Stars and their eyes Robbie Williams
Credit IMAGO/ANP

Stars and their eyes Robbie Williams

February 25, 2026 Staff reporters

Robbie Williams has linked his worsening vision to the weight-loss injections of “something like Ozempic” he has used for several years, warning readers of The Sun about the potential risks.

The singer reported increasing difficulty seeing individual faces at concerts and said when he watched an American football match recently, the players appeared as “blobs on a green field”. He has since required a change in glasses prescription. Williams told the newspaper other users of weight-loss drugs he’s spoken to have reported similar visual symptoms. “I don’t believe it’s age; I believe it’s the jabs,” he said.

A 2024 study published in JAMA Ophthalmology, ‘Risk of nonarteritic anterior ischaemic optic neuropathy [NAION] in patients prescribed semaglutide’, analysed 16,827 patients over six years and found those with diabetes were over four times more likely to develop NAION if they were taking semaglutide, compared with controls, and eight times more likely if overweight or obese. Authors could not confirm causation.
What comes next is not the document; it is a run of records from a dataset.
// Two-way reconciliation: downloads, mtimes, feedback suppression

use std::sync::Arc;
use std::time::{Duration, SystemTime};

use chrono::{TimeZone, Utc};

use cloudsync::config::MemoryConfigStore;
use cloudsync::fs::LocalBackend;
use cloudsync::sync::{ChangeEvent, ChangeKind, SyncOrchestrator, SyncState};

use crate::common::{
    agent_config, fast_pipeline, folder, mtime, set_mtime, wait_for, Harness, ManualWatcher,
};

#[tokio::test]
async fn test_remote_changes_are_downloaded_with_remote_mtime() {
    let dir = tempfile::tempdir().unwrap();
    let root = dir.path();
    let remote_time = Utc.with_ymd_and_hms(2024, 3, 1, 12, 0, 0).unwrap();

    // Older than remote: replaced.
    std::fs::write(root.join("stale.txt"), b"old").unwrap();
    set_mtime(&root.join("stale.txt"), Utc.with_ymd_and_hms(2024, 1, 1, 0, 0, 0).unwrap());
    // Newer than remote: kept.
    std::fs::write(root.join("fresh.txt"), b"local edit").unwrap();

    let mut docs = folder("docs", root);
    docs.remote_namespace = "docs".to_string();
    docs.two_way_sync = true;
    docs.exclude_patterns = vec!["*.tmp".to_string()];
    let harness = Harness::new(vec![docs]);

    harness.backend.put_remote("docs/new/deep.txt", b"from remote", remote_time);
    harness.backend.put_remote("docs/stale.txt", b"new", remote_time);
    harness.backend.put_remote("docs/fresh.txt", b"remote edit", remote_time);
    harness.backend.put_remote("docs/skip.tmp", b"scratch", remote_time);
    harness.backend.put_remote("other/elsewhere.txt", b"x", remote_time);

    let report = harness.orchestrator.full_sync().await.unwrap();
    assert_eq!(report.downloaded, 2);
    assert_eq!(report.errors, 0);

    let created = root.join("new/deep.txt");
    assert_eq!(std::fs::read(&created).unwrap(), b"from remote");
    assert_eq!(mtime(&created), SystemTime::from(remote_time));

    assert_eq!(std::fs::read(root.join("stale.txt")).unwrap(), b"new");
    assert_eq!(mtime(&root.join("stale.txt")), SystemTime::from(remote_time));

    assert_eq!(std::fs::read(root.join("fresh.txt")).unwrap(), b"local edit");
    assert!(!root.join("skip.tmp").exists());
    assert!(!root.join("elsewhere.txt").exists());
    assert!(!root.join("new/deep.txt.cloudsync-part").exists());

    let health = harness.orchestrator.health();
    assert_eq!(health.files_downloaded, 2);
    assert_eq!(health.bytes_downloaded, ("from remote".len() + "new".len()) as u64);
    let state = harness.orchestrator.folder_state("docs").unwrap();
    assert_eq!(state.stats.files_downloaded, 2);
}

#[tokio::test]
async fn test_older_identical_copy_is_refreshed_from_remote() {
    let dir = tempfile::tempdir().unwrap();
    let file = dir.path().join("same.txt");
    std::fs::write(&file, b"hi").unwrap();
    set_mtime(&file, Utc.with_ymd_and_hms(2020, 1, 1, 0, 0, 0).unwrap());
    let remote_time = Utc.with_ymd_and_hms(2024, 6, 1, 0, 0, 0).unwrap();

    let mut docs = folder("docs", dir.path());
    docs.two_way_sync = true;
    let harness = Harness::new(vec![docs]);
    harness.backend.put_remote("same.txt", b"hi", remote_time);

    let report = harness.orchestrator.full_sync().await.unwrap();
    assert_eq!(report.downloaded, 1);
    assert_eq!(report.queued, 0);
    assert_eq!(std::fs::read(&file).unwrap(), b"hi");
    assert_eq!(mtime(&file), SystemTime::from(remote_time));
}

#[tokio::test]
async fn test_running_pipeline_never_overwrites_newer_remote() {
    let dir = tempfile::tempdir().unwrap();
    let stale = dir.path().join("stale.txt");
    std::fs::write(&stale, b"old").unwrap();
    set_mtime(&stale, Utc.with_ymd_and_hms(2024, 1, 1, 0, 0, 0).unwrap());
    std::fs::write(dir.path().join("local.txt"), b"only here").unwrap();

    let mut docs = folder("docs", dir.path());
    docs.two_way_sync = true;
    let harness = Harness::new(vec![docs]);
    let remote_time = Utc.with_ymd_and_hms(2024, 3, 1, 0, 0, 0).unwrap();
    harness.backend.put_remote("stale.txt", b"new", remote_time);

    harness.orchestrator.start().unwrap();
    let report = harness.orchestrator.full_sync().await.unwrap();
    assert_eq!(report.downloaded, 1);
    assert_eq!(report.queued, 1);

    let backend = harness.backend.clone();
    assert!(wait_for(Duration::from_secs(5), || backend.object("local.txt").is_some()).await);
    harness.orchestrator.stop().await;

    assert_eq!(std::fs::read(&stale).unwrap(), b"new");
    assert_eq!(harness.backend.object("stale.txt").unwrap().data, b"new");
    assert_eq!(harness.orchestrator.health().files_uploaded, 1);
}

#[tokio::test]
async fn test_remote_keys_cannot_escape_the_folder() {
    let parent = tempfile::tempdir().unwrap();
    let root = parent.path().join("folder");
    std::fs::create_dir(&root).unwrap();

    let mut docs = folder("docs", &root);
    docs.remote_namespace = "docs".to_string();
    docs.two_way_sync = true;
    let harness = Harness::new(vec![docs]);
    let remote_time = Utc.with_ymd_and_hms(2024, 3, 1, 0, 0, 0).unwrap();
    harness.backend.put_remote("docs/../escaped.txt", b"x", remote_time);
    harness.backend.put_remote("docs/sub/../../up.txt", b"x", remote_time);
    harness.backend.put_remote("docs/inside.txt", b"ok", remote_time);

    let report = harness.orchestrator.full_sync().await.unwrap();

    assert_eq!(report.downloaded, 1);
    assert_eq!(report.errors, 0);
    assert!(root.join("inside.txt").exists());
    assert!(!parent.path().join("escaped.txt").exists());
    assert!(!parent.path().join("up.txt").exists());
}

#[tokio::test]
async fn test_failed_download_leaves_no_staging_file_or_upload() {
    let dir = tempfile::tempdir().unwrap();
    let stale = dir.path().join("stale.txt");
    std::fs::write(&stale, b"old").unwrap();
    set_mtime(&stale, Utc.with_ymd_and_hms(2024, 1, 1, 0, 0, 0).unwrap());

    let mut docs = folder("docs", dir.path());
    docs.two_way_sync = true;
    let harness = Harness::new(vec![docs]);
    let remote_time = Utc.with_ymd_and_hms(2024, 3, 1, 0, 0, 0).unwrap();
    harness.backend.put_remote("stale.txt", b"newer content", remote_time);
    harness.backend.put_remote("fresh.txt", b"remote only", remote_time);
    harness.backend.fail_downloads(true);

    let report = harness.orchestrator.full_sync().await.unwrap();

    assert_eq!(report.downloaded, 0);
    assert_eq!(report.errors, 2);
    assert_eq!(report.queued, 0);
    assert_eq!(std::fs::read(&stale).unwrap(), b"old");
    assert!(!dir.path().join("stale.txt.cloudsync-part").exists());
    assert!(!dir.path().join("fresh.txt.cloudsync-part").exists());
    assert!(!dir.path().join("fresh.txt").exists());
    let state = harness.orchestrator.folder_state("docs").unwrap();
    assert_eq!(state.stats.errors, 2);
}

#[tokio::test]
async fn test_downloaded_file_events_do_not_reupload() {
    let dir = tempfile::tempdir().unwrap();
    let mut docs = folder("docs", dir.path());
    docs.two_way_sync = true;
    let harness = Harness::new(vec![docs]);
    let remote_time = Utc.with_ymd_and_hms(2024, 3, 1, 12, 0, 0).unwrap();
    harness.backend.put_remote("pulled.txt", b"remote", remote_time);

    harness.orchestrator.full_sync().await.unwrap();
    let pulled = dir.path().join("pulled.txt");
    assert!(pulled.exists());
    let queued = harness.orchestrator.health().queued_uploads;

    harness
        .orchestrator
        .handle_change_event(&ChangeEvent::new(ChangeKind::Create, pulled.clone()));
    assert_eq!(harness.orchestrator.health().queued_uploads, queued);

    // A real local edit afterwards is uploaded again.
    std::fs::write(&pulled, b"edited locally").unwrap();
    set_mtime(&pulled, Utc::now());
    harness
        .orchestrator
        .handle_change_event(&ChangeEvent::new(ChangeKind::Modify, pulled));
    assert_eq!(harness.orchestrator.health().queued_uploads, queued + 1);
}

#[tokio::test]
async fn test_listing_failure_of_every_folder_enters_error_state() {
    let dir = tempfile::tempdir().unwrap();
    let mut docs = folder("docs", dir.path());
    docs.two_way_sync = true;
    let harness = Harness::new(vec![docs]);
    harness.backend.fail_list(true);

    let report = harness.orchestrator.full_sync().await.unwrap();
    assert_eq!(report.failed_folders, 1);
    assert_eq!(harness.orchestrator.state(), SyncState::Error);
    let state = harness.orchestrator.folder_state("docs").unwrap();
    assert!(state.last_error.unwrap().contains("listing unavailable"));

    harness.backend.fail_list(false);
    harness.orchestrator.full_sync().await.unwrap();
    assert_eq!(harness.orchestrator.state(), SyncState::Idle);
}

#[tokio::test]
async fn test_one_failing_folder_does_not_abort_siblings() {
    let good = tempfile::tempdir().unwrap();
    let bad = tempfile::tempdir().unwrap();
    std::fs::write(good.path().join("a.txt"), b"a").unwrap();

    let mut two_way = folder("bad", bad.path());
    two_way.two_way_sync = true;
    let harness = Harness::new(vec![folder("good", good.path()), two_way]);
    harness.backend.fail_list(true);

    let report = harness.orchestrator.full_sync().await.unwrap();
    assert_eq!(report.folders, 2);
    assert_eq!(report.failed_folders, 1);
    assert_eq!(report.queued, 1);
    assert_eq!(harness.orchestrator.state(), SyncState::Idle);
}

#[tokio::test]
async fn test_round_trip_through_local_backend() {
    let bucket = tempfile::tempdir().unwrap();
    let laptop = tempfile::tempdir().unwrap();
    let desktop = tempfile::tempdir().unwrap();
    std::fs::create_dir_all(laptop.path().join("notes")).unwrap();
    std::fs::write(laptop.path().join("notes/todo.md"), b"- ship it").unwrap();

    let backend = Arc::new(LocalBackend::new(bucket.path().to_path_buf()));
    let orchestrator = |config| {
        SyncOrchestrator::with_pipeline_config(
            &agent_config(vec![config]),
            backend.clone(),
            ManualWatcher::new(),
            Arc::new(MemoryConfigStore::new()),
            fast_pipeline(),
        )
    };

    let mut source = folder("laptop", laptop.path());
    source.remote_namespace = "shared".to_string();
    let uploader = orchestrator(source);
    uploader.start().unwrap();
    uploader.full_sync().await.unwrap();
    assert!(wait_for(Duration::from_secs(5), || uploader.health().files_uploaded == 1).await);
    uploader.stop().await;

    let mut mirror = folder("desktop", desktop.path());
    mirror.remote_namespace = "shared".to_string();
    mirror.two_way_sync = true;
    let downloader = orchestrator(mirror);
    let report = downloader.full_sync().await.unwrap();

    assert_eq!(report.downloaded, 1);
    assert_eq!(
        std::fs::read(desktop.path().join("notes/todo.md")).unwrap(),
        b"- ship it"
    );
}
Williams told The Times in 2023 that body dysmorphia and profound self-criticism strongly influence his relationship with weight. “When people say: ‘we’re worried you’re too thin’, that goes into my head as ‘jackpot – I’ve reached the promised land.’” At a recent meet-and-greet, Williams said one fan told him their friend had gone blind from the jab. “But seriously, I’m that sick I’d probably stay on it until the sight in one eye has completely gone.”